▶ _What to work on_: Report each line of the entries that includes "server" by copying it.

Top of Exercise input

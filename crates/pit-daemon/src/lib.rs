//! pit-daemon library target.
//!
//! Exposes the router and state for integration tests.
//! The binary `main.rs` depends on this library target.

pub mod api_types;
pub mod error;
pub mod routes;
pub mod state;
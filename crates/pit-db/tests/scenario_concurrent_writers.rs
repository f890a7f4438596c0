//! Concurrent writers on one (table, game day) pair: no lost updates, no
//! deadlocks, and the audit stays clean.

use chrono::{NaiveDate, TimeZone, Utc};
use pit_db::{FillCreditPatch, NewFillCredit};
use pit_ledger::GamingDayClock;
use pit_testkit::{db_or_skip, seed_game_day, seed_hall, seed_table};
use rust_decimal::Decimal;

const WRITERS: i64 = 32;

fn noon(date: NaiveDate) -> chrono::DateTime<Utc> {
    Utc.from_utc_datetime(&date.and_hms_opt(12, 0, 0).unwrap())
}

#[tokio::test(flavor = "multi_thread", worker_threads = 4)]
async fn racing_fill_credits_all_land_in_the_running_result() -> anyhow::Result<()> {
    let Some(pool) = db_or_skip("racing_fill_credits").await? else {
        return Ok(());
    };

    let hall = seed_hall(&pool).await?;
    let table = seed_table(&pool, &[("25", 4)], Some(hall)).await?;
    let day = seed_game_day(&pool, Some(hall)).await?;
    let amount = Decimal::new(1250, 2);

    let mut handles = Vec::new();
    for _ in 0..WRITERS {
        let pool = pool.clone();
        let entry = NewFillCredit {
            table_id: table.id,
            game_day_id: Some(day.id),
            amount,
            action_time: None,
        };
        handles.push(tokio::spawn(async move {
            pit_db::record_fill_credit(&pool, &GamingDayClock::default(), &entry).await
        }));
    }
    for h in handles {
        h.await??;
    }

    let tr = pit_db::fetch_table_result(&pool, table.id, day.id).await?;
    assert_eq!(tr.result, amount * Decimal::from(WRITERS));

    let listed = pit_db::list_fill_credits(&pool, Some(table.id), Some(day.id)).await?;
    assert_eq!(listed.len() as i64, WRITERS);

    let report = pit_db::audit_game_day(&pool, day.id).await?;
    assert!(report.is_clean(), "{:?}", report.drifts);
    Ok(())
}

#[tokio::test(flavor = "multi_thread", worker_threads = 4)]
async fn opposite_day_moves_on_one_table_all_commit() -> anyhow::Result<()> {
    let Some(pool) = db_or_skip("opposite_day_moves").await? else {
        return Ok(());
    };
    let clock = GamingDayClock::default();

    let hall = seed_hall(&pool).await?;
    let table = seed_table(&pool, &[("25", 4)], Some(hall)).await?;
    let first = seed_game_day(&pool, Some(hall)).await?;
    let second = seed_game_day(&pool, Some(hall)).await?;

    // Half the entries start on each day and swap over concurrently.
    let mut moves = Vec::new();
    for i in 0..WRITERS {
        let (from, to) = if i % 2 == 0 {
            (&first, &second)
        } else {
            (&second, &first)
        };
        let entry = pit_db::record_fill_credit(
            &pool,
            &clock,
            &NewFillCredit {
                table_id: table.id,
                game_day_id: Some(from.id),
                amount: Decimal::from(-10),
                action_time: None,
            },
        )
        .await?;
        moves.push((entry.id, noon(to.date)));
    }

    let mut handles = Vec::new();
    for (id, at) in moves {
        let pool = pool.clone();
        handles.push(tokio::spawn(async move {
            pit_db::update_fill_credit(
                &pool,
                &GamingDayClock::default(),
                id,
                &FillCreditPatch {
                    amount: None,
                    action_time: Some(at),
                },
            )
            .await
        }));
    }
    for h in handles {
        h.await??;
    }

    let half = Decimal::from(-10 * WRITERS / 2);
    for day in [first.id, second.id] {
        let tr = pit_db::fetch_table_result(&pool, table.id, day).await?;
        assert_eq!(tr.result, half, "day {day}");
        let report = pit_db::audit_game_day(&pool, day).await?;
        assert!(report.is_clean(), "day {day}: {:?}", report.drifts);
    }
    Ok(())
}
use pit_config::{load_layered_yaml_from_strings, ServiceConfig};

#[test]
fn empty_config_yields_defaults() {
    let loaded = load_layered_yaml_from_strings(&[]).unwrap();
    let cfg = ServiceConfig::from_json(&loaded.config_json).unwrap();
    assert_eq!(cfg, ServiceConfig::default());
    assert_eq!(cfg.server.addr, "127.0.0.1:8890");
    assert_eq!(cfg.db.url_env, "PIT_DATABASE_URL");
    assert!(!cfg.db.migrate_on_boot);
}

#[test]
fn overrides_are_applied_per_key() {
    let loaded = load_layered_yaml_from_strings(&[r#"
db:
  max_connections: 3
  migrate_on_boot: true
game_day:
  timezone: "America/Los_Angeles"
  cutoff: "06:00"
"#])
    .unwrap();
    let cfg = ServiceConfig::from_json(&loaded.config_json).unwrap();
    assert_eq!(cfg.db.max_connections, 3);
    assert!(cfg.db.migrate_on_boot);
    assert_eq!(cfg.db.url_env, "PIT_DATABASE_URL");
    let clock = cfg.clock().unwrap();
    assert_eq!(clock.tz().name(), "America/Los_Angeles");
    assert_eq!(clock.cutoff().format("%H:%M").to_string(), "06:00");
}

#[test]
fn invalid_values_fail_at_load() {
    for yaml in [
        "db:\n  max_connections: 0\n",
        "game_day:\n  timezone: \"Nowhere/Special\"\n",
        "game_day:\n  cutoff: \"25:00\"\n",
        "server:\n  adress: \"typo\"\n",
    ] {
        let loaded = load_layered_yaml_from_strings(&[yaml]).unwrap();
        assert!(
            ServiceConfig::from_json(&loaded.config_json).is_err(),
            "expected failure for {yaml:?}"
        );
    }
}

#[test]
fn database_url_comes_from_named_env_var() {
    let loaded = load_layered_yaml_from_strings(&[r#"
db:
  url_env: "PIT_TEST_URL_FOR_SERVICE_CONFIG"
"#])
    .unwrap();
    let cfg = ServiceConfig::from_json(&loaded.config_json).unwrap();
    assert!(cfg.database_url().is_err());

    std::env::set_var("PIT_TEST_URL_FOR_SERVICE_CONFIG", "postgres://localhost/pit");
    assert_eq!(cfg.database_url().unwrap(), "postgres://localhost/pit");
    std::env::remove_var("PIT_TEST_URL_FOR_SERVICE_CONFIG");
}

Bottom of Exercise input
Top of Exercise input

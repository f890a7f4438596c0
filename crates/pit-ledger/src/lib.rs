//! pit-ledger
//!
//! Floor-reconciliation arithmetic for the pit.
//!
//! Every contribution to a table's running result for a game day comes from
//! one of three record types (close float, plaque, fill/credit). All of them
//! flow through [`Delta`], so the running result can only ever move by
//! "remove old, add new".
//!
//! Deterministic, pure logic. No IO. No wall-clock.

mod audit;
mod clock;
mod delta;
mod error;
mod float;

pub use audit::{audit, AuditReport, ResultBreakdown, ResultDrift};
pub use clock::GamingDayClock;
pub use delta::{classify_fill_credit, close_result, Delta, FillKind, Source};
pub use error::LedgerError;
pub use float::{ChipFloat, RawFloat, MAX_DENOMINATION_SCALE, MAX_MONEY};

Bottom of Exercise input
Top of Exercise input

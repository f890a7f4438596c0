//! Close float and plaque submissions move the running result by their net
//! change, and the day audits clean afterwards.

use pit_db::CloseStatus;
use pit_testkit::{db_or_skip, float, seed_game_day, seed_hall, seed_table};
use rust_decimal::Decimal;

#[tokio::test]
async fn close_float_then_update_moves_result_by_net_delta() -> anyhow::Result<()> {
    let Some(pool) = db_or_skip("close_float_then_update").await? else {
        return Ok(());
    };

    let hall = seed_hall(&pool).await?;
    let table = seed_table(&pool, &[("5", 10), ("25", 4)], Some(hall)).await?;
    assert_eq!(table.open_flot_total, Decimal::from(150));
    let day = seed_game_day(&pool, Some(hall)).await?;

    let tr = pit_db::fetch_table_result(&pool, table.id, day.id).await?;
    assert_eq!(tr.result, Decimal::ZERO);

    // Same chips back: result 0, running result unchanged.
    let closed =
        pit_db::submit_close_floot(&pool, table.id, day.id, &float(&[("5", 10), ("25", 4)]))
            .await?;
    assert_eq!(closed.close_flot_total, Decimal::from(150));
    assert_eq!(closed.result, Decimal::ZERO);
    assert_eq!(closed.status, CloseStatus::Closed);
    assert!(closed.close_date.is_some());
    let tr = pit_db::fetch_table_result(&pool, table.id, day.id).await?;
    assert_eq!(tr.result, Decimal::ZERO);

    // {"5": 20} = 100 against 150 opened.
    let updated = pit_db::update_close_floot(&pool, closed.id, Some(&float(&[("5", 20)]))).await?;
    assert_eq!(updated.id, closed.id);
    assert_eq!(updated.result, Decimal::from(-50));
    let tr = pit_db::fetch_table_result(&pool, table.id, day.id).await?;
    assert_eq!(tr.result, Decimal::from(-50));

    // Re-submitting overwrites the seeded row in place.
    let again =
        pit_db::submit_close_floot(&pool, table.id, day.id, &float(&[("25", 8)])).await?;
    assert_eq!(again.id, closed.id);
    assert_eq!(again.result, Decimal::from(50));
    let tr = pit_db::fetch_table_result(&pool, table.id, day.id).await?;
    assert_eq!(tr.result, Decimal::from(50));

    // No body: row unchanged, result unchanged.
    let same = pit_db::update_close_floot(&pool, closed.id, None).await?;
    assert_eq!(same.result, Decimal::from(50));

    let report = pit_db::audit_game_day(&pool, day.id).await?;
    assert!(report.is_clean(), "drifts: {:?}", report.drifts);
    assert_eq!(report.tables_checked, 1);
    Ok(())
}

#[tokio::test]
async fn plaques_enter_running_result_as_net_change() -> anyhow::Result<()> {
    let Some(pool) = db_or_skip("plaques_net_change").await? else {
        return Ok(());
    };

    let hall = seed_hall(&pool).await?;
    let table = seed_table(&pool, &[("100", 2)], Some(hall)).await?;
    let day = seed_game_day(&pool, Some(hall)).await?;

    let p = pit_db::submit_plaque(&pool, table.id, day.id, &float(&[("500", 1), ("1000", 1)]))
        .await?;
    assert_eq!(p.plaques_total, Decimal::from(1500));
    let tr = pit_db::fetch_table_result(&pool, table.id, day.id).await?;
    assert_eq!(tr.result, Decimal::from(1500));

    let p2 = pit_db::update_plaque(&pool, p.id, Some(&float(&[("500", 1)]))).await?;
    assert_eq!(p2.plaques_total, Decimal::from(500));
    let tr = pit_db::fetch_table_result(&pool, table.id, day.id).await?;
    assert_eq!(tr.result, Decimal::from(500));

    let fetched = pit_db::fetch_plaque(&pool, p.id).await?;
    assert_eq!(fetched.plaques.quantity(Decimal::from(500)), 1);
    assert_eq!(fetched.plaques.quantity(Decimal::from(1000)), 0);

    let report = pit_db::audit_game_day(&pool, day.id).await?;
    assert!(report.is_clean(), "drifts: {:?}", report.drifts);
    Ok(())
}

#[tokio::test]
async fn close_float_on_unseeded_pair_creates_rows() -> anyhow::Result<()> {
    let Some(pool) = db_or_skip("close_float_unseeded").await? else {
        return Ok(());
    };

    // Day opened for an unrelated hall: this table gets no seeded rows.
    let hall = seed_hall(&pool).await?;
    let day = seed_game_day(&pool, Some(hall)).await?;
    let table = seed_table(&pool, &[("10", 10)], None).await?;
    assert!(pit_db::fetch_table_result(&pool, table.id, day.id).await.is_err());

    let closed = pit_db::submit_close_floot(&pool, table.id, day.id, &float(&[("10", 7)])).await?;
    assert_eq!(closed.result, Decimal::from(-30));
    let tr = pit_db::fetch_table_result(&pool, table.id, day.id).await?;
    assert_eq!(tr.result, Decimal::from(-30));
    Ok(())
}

Bottom of Exercise input

▶ _Written response_:
    assert_eq!(cfg.server.addr, "127.0.0.1:8890");
        "server:\n  adress: \"typo\"\n",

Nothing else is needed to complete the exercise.